15、天堑(2/3)
兄骂成混账又如何。这样救他的命,也算是‘回报’了。”薛飏却道,“何况,皇帝既然没有逼迫你行房,那是待你不错了。若照我看,未必比蒲望差。”
薛奕不说话了。她自小学的礼义廉耻,全被薛飏这番话踩了一遍又一遍,拼也拼不回去了。
当然了,她也明白,话虽然是薛飏说的,但同样,薛飏也只是把事实说了出来而已……归根结底,这些事,全是周儁做下的。
……要恨,也只该恨周儁一人。
她还记得自己面前的是蒲望表亲,深吸一口气,不无齿冷地说:
“……他毕竟是你的表兄。如今他身陷囹圄,你难道不可怜他,不为他不平吗?”
“他是我表兄,我希望他能保住他那条小命。为此,我也情愿跋涉千里,冒着风险进京,来帮衬他……帮衬你。”薛飏慢吞吞地说,
“但这与他是个混账不矛盾。”
听罢,薛奕心中的情绪彻底按捺不住了。她又惊又怒,不由质问:
“——你怎么能这样说阿望!”
“怎么不能?他不是混账,他当初怎么会带你出宫,还要与你成家,他活腻了?——他活腻了,我们薛家人可还没活腻。”
一提往事,薛奕心中越发痛苦:“此事真不怪他!是我求他……”
然而,不等她说完,薛飏就笑了,反问道:“我现在求你去杀人,你会去杀人吗?”
“……当然不会。”
“这便是了,他自己干下的事,不论是帮人还是利己,总归是他自己做的决定,自己动的手。堂堂左卫幢主,难道你还能逼他不成?……恕我直言,就算你把刀架在他脖子上了,怕是也不能伤他分毫——”薛飏又笑了一声,
“——求他?他要这么心软,皇帝能让他坐到这个位置上?”
轻飘飘的话音落下,却仿佛给薛奕当头砸了一棒。
薛飏话中的道理,她不是不懂。
她只是从未想过这一节……当然不是想不到,而是不愿去想,不能去想。因为蒲望是她的夫君,又是她的恩人,但凡以一丝一毫的恶意去揣测他,都会令她自己先羞愧难当。
哪怕理智上她知道薛飏说的一点没错。
如果蒲望真的只是无私地伸出援手,他反而不会在这三年里,薛奕每次提及此事时,都坦然以恩人自居,乃至到了此时此刻,薛奕仍觉得欠他恩情……
就在她内心愁肠百结时,薛飏却没停,似乎以为她还不明白,又有些痛心疾首地看了她两眼,道:
“这么说吧!若他真的只是善心大发,为何不把你送来荥阳老家?为何要你留在京中,留在皇帝的眼皮子底下,还要同你成婚生子——什么善心,我看他是色心大发罢了!”

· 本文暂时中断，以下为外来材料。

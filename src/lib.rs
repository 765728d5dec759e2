pub mod error;
pub mod models;
pub mod output;
pub mod processors;
pub mod utils;

// 주요 기능 재내보내기(re-exporting)
pub use error::WorkloadError;
pub use models::{
    AllocationPolicy, CpuPolicy, DiskPolicy, DiskSchedulingResult, HeadDirection, MemoryBlock,
    Process, SchedulingResult,
};
pub use processors::{cpu, disk, files, memory};
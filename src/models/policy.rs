// 엔진별 정책 열거형 정의
use super::process::Ticks;
use crate::utils::constants::DEFAULT_QUANTUM;
use serde::{Deserialize, Serialize};
use std::fmt;
use std::str::FromStr;

/// CPU 스케줄링 정책
#[derive(Serialize, Deserialize, Debug, Clone, Copy, PartialEq, Eq)]
#[serde(rename_all = "kebab-case")]
pub enum CpuPolicy {
    Fcfs,
    SjfNonPreemptive,
    SjfPreemptive,
    PriorityNonPreemptive,
    PriorityPreemptive,
    RoundRobin { quantum: Ticks },
}

impl FromStr for CpuPolicy {
    type Err = String;

    // "round-robin" 또는 "round-robin:<quantum>" / "rr:<quantum>"
    fn from_str(s: &str) -> Result<Self, Self::Err> {
        let lower = s.trim().to_lowercase();
        let (name, quantum) = match lower.split_once(':') {
            Some((name, q)) => {
                let quantum = q
                    .parse::<Ticks>()
                    .map_err(|_| format!("Invalid quantum value: {q}"))?;
                (name.to_string(), Some(quantum))
            }
            None => (lower, None),
        };

        let policy = match name.as_str() {
            "fcfs" => CpuPolicy::Fcfs,
            "sjf-np" | "sjf" => CpuPolicy::SjfNonPreemptive,
            "sjf-p" | "srtf" => CpuPolicy::SjfPreemptive,
            "priority-np" | "priority" => CpuPolicy::PriorityNonPreemptive,
            "priority-p" => CpuPolicy::PriorityPreemptive,
            "round-robin" | "rr" => CpuPolicy::RoundRobin {
                quantum: quantum.unwrap_or(DEFAULT_QUANTUM),
            },
            _ => return Err(format!("Unknown CPU scheduling policy: {s}")),
        };

        if quantum.is_some() && !matches!(policy, CpuPolicy::RoundRobin { .. }) {
            return Err(format!("Quantum is only valid for round-robin: {s}"));
        }

        Ok(policy)
    }
}

impl CpuPolicy {
    /// 비교 모드에서 사용하는 전체 정책 목록
    pub fn all(quantum: Ticks) -> [CpuPolicy; 6] {
        [
            CpuPolicy::Fcfs,
            CpuPolicy::SjfNonPreemptive,
            CpuPolicy::SjfPreemptive,
            CpuPolicy::PriorityNonPreemptive,
            CpuPolicy::PriorityPreemptive,
            CpuPolicy::RoundRobin { quantum },
        ]
    }

    pub fn display_name(&self) -> &'static str {
        match self {
            CpuPolicy::Fcfs => "First Come First Serve",
            CpuPolicy::SjfNonPreemptive => "SJF (Non-Preemptive)",
            CpuPolicy::SjfPreemptive => "SJF (Preemptive / SRTF)",
            CpuPolicy::PriorityNonPreemptive => "Priority (Non-Preemptive)",
            CpuPolicy::PriorityPreemptive => "Priority (Preemptive)",
            CpuPolicy::RoundRobin { .. } => "Round Robin",
        }
    }
}

impl fmt::Display for CpuPolicy {
    fn fmt(&self, f: &mut fmt::Formatter<'_>) -> fmt::Result {
        match self {
            CpuPolicy::Fcfs => write!(f, "fcfs"),
            CpuPolicy::SjfNonPreemptive => write!(f, "sjf-np"),
            CpuPolicy::SjfPreemptive => write!(f, "sjf-p"),
            CpuPolicy::PriorityNonPreemptive => write!(f, "priority-np"),
            CpuPolicy::PriorityPreemptive => write!(f, "priority-p"),
            CpuPolicy::RoundRobin { quantum } => write!(f, "round-robin:{quantum}"),
        }
    }
}

/// 메모리 할당 정책
#[derive(Serialize, Deserialize, Debug, Clone, Copy, PartialEq, Eq)]
#[serde(rename_all = "kebab-case")]
pub enum AllocationPolicy {
    FirstFit,
    BestFit,
    WorstFit,
}

impl FromStr for AllocationPolicy {
    type Err = String;

    fn from_str(s: &str) -> Result<Self, Self::Err> {
        match s.trim().to_lowercase().as_str() {
            "first-fit" | "first" => Ok(AllocationPolicy::FirstFit),
            "best-fit" | "best" => Ok(AllocationPolicy::BestFit),
            "worst-fit" | "worst" => Ok(AllocationPolicy::WorstFit),
            _ => Err(format!("Unknown allocation policy: {s}")),
        }
    }
}

impl fmt::Display for AllocationPolicy {
    fn fmt(&self, f: &mut fmt::Formatter<'_>) -> fmt::Result {
        let name = match self {
            AllocationPolicy::FirstFit => "first-fit",
            AllocationPolicy::BestFit => "best-fit",
            AllocationPolicy::WorstFit => "worst-fit",
        };
        f.pad(name)
    }
}

/// 디스크 스케줄링 정책
#[derive(Serialize, Deserialize, Debug, Clone, Copy, PartialEq, Eq)]
#[serde(rename_all = "lowercase")]
pub enum DiskPolicy {
    Fcfs,
    Sstf,
    Scan,
    Look,
}

impl FromStr for DiskPolicy {
    type Err = String;

    fn from_str(s: &str) -> Result<Self, Self::Err> {
        match s.trim().to_lowercase().as_str() {
            "fcfs" => Ok(DiskPolicy::Fcfs),
            "sstf" => Ok(DiskPolicy::Sstf),
            "scan" => Ok(DiskPolicy::Scan),
            "look" => Ok(DiskPolicy::Look),
            _ => Err(format!("Unknown disk scheduling policy: {s}")),
        }
    }
}

impl DiskPolicy {
    pub fn display_name(&self) -> &'static str {
        match self {
            DiskPolicy::Fcfs => "FCFS",
            DiskPolicy::Sstf => "Shortest Seek Time First",
            DiskPolicy::Scan => "SCAN (Elevator)",
            DiskPolicy::Look => "LOOK",
        }
    }
}

/// SCAN/LOOK 초기 이동 방향
#[derive(Serialize, Deserialize, Debug, Clone, Copy, PartialEq, Eq, Default)]
#[serde(rename_all = "lowercase")]
pub enum HeadDirection {
    Left,
    #[default]
    Right,
}

impl FromStr for HeadDirection {
    type Err = String;

    fn from_str(s: &str) -> Result<Self, Self::Err> {
        match s.trim().to_lowercase().as_str() {
            "left" | "down" => Ok(HeadDirection::Left),
            "right" | "up" => Ok(HeadDirection::Right),
            _ => Err(format!("Unknown head direction: {s}")),
        }
    }
}

#[cfg(test)]
mod tests {
    use super::*;

    #[test]
    fn test_cpu_policy_parsing() {
        assert_eq!("fcfs".parse::<CpuPolicy>(), Ok(CpuPolicy::Fcfs));
        assert_eq!("SJF-P".parse::<CpuPolicy>(), Ok(CpuPolicy::SjfPreemptive));
        assert_eq!(
            "round-robin".parse::<CpuPolicy>(),
            Ok(CpuPolicy::RoundRobin {
                quantum: DEFAULT_QUANTUM
            })
        );
        assert_eq!(
            "rr:4".parse::<CpuPolicy>(),
            Ok(CpuPolicy::RoundRobin { quantum: 4 })
        );
        assert!("fcfs:3".parse::<CpuPolicy>().is_err());
        assert!("lottery".parse::<CpuPolicy>().is_err());
    }

    #[test]
    fn test_cpu_policy_display_round_trips() {
        for policy in CpuPolicy::all(3) {
            assert_eq!(policy.to_string().parse::<CpuPolicy>(), Ok(policy));
        }
    }

    #[test]
    fn test_disk_and_memory_policy_parsing() {
        assert_eq!("LOOK".parse::<DiskPolicy>(), Ok(DiskPolicy::Look));
        assert_eq!("best-fit".parse::<AllocationPolicy>(), Ok(AllocationPolicy::BestFit));
        assert_eq!(format!("{:<10}|", AllocationPolicy::BestFit), "best-fit  |");
        assert_eq!("left".parse::<HeadDirection>(), Ok(HeadDirection::Left));
        assert_eq!(HeadDirection::default(), HeadDirection::Right);
        assert!("elevator".parse::<DiskPolicy>().is_err());
    }
}
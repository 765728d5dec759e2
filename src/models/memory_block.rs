use serde::{Deserialize, Serialize};

pub type BlockId = u64;

/// 할당된 블록을 점유하는 프로세스
#[derive(Serialize, Deserialize, Debug, Clone, PartialEq, Eq)]
pub struct Tenant {
    pub name: String,
    pub size: u64,
}

/// 고정 파티션 메모리 블록
///
/// 빈 블록은 `tenant`가 `None`이다. 할당된 블록은 항상 `tenant.size <= size`.
#[derive(Serialize, Deserialize, Debug, Clone, PartialEq, Eq)]
pub struct MemoryBlock {
    pub id: BlockId,
    pub size: u64,
    pub tenant: Option<Tenant>,
}

impl MemoryBlock {
    pub fn free(id: BlockId, size: u64) -> Self {
        Self {
            id,
            size,
            tenant: None,
        }
    }

    pub fn is_allocated(&self) -> bool {
        self.tenant.is_some()
    }

    pub fn tenant_name(&self) -> Option<&str> {
        self.tenant.as_ref().map(|t| t.name.as_str())
    }

    /// 블록 크기 - 점유 크기 (빈 블록은 None)
    pub fn internal_fragmentation(&self) -> Option<u64> {
        self.tenant.as_ref().map(|t| self.size - t.size)
    }
}

/// allocate / deallocate 결과. 실패도 정상 반환값이다.
#[derive(Serialize, Deserialize, Debug, Clone, PartialEq, Eq)]
pub struct AllocationOutcome {
    pub blocks: Vec<MemoryBlock>,
    pub success: bool,
    pub block_id: Option<BlockId>,
    pub message: String,
}

impl AllocationOutcome {
    pub fn succeeded(blocks: Vec<MemoryBlock>, block_id: BlockId, message: String) -> Self {
        Self {
            blocks,
            success: true,
            block_id: Some(block_id),
            message,
        }
    }

    pub fn failed(blocks: Vec<MemoryBlock>, message: String) -> Self {
        Self {
            blocks,
            success: false,
            block_id: None,
            message,
        }
    }
}

/// 단편화 보고서
#[derive(Serialize, Deserialize, Debug, Clone, Copy, PartialEq)]
pub struct FragmentationReport {
    pub internal_fragmentation: u64,
    // 블록은 병합/분할되지 않으므로 빈 블록 합계가 곧 외부 단편화
    pub external_fragmentation: u64,
    pub total_free_memory: u64,
    pub total_allocated_memory: u64,
    pub total_capacity: u64,
    pub utilization_percentage: f64,
}
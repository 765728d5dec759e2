use std::time::Duration;

// 실행 옵션을 저장할 구조체 정의
#[derive(Debug, Clone)]
pub struct RunConfig {
    pub output_prefix: Option<String>, // 결과 파일 접두사 (없으면 콘솔만)
    pub export_csv: bool,
    pub export_json: bool,
    pub export_chart: bool,
    pub step_delay: Option<Duration>, // 디스크 탐색 단계별 재생 간격
}

impl Default for RunConfig {
    fn default() -> Self {
        RunConfig {
            output_prefix: None,
            export_csv: false,
            export_json: false,
            export_chart: false,
            step_delay: None,
        }
    }
}

impl RunConfig {
    // 파일 출력이 하나라도 요청되었는지 확인
    pub fn wants_files(&self) -> bool {
        self.export_csv || self.export_json || self.export_chart
    }

    /// 파일 출력에 쓸 접두사. 지정하지 않았으면 서브커맨드 이름을 쓴다.
    pub fn prefix_or(&self, fallback: &str) -> String {
        self.output_prefix
            .clone()
            .unwrap_or_else(|| format!("ossim_{fallback}"))
    }

    /// 공통 옵션 하나를 소비한다. 처리했으면 소비한 인자 수를 반환.
    pub fn consume_option(&mut self, args: &[String], i: usize) -> Result<Option<usize>, String> {
        match args[i].as_str() {
            "-o" | "--output" => {
                let value = args
                    .get(i + 1)
                    .ok_or_else(|| format!("{} option requires a prefix", args[i]))?;
                self.output_prefix = Some(value.clone());
                Ok(Some(2))
            }
            "--csv" => {
                self.export_csv = true;
                Ok(Some(1))
            }
            "--json" => {
                self.export_json = true;
                Ok(Some(1))
            }
            "--chart" => {
                self.export_chart = true;
                Ok(Some(1))
            }
            "--step" => {
                let value = args
                    .get(i + 1)
                    .ok_or_else(|| "--step option requires a delay in ms".to_string())?;
                let ms = value
                    .parse::<u64>()
                    .map_err(|_| format!("Invalid step delay: {value}"))?;
                self.step_delay = Some(Duration::from_millis(ms));
                Ok(Some(2))
            }
            _ => Ok(None),
        }
    }
}
pub mod color;
pub mod config;
pub mod constants;
pub mod logger;
pub mod workload;

pub use self::config::RunConfig;
pub use self::logger::Logger;
pub use self::workload::{
    load_workload, parse_cylinder_list, parse_memory_command, parse_process_list,
    parse_size_list, random_cylinders, random_processes, MemoryCommand, Workload,
};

等薛飏急急地骂完这一段话,抬眼一看,薛奕的脸色已经白了,于是又流露出几分懊悔之色。
“……我也不是要把他骂个狗血淋头,但都到这种时候了,你若还顾忌着什么恩情,当断不断……”
……反受其乱。
“我都明白。”薛奕低眉顺眼地说。
——
一场小宴,薛奕虽然如愿以偿地见到了太后,但她真正的目的——让太后出面,劝一劝周儁——却完全没有达成。不仅没有达成,这一天下来,她与两个人“争执”了两场,反而有些精疲力尽了。
也许是此前有过一次出宫的经验,也许是在宫外过习惯了满足的生活,所以她变得天真了。
出宫,其实远比她想的要难。
三年前,若不是有蒲望相助,单凭薛奕自己,其实也根本不可能离开。
从永乐宫回到含章……不,回到昭阳宫的路上,薛奕一直沉默着。
骆英一眼就发现了她的异常,把她从车架上接下来时,低声问她:
“可是发生了什么?”
薛奕本不愿再同骆英诉苦,这种事,能也只能由她自己消化。
她摇摇头,正打算应付几句,却感到脸上一热……她自己的泪水,不知何时已经又盈满了双眼。
毕竟,在故作坚强的时候,一句关心,便能教人潸然泪下。
——自薛奕回宫,不知哭了几次。她简直觉得自己快浸在泪水里,浑身都泛着霉味了。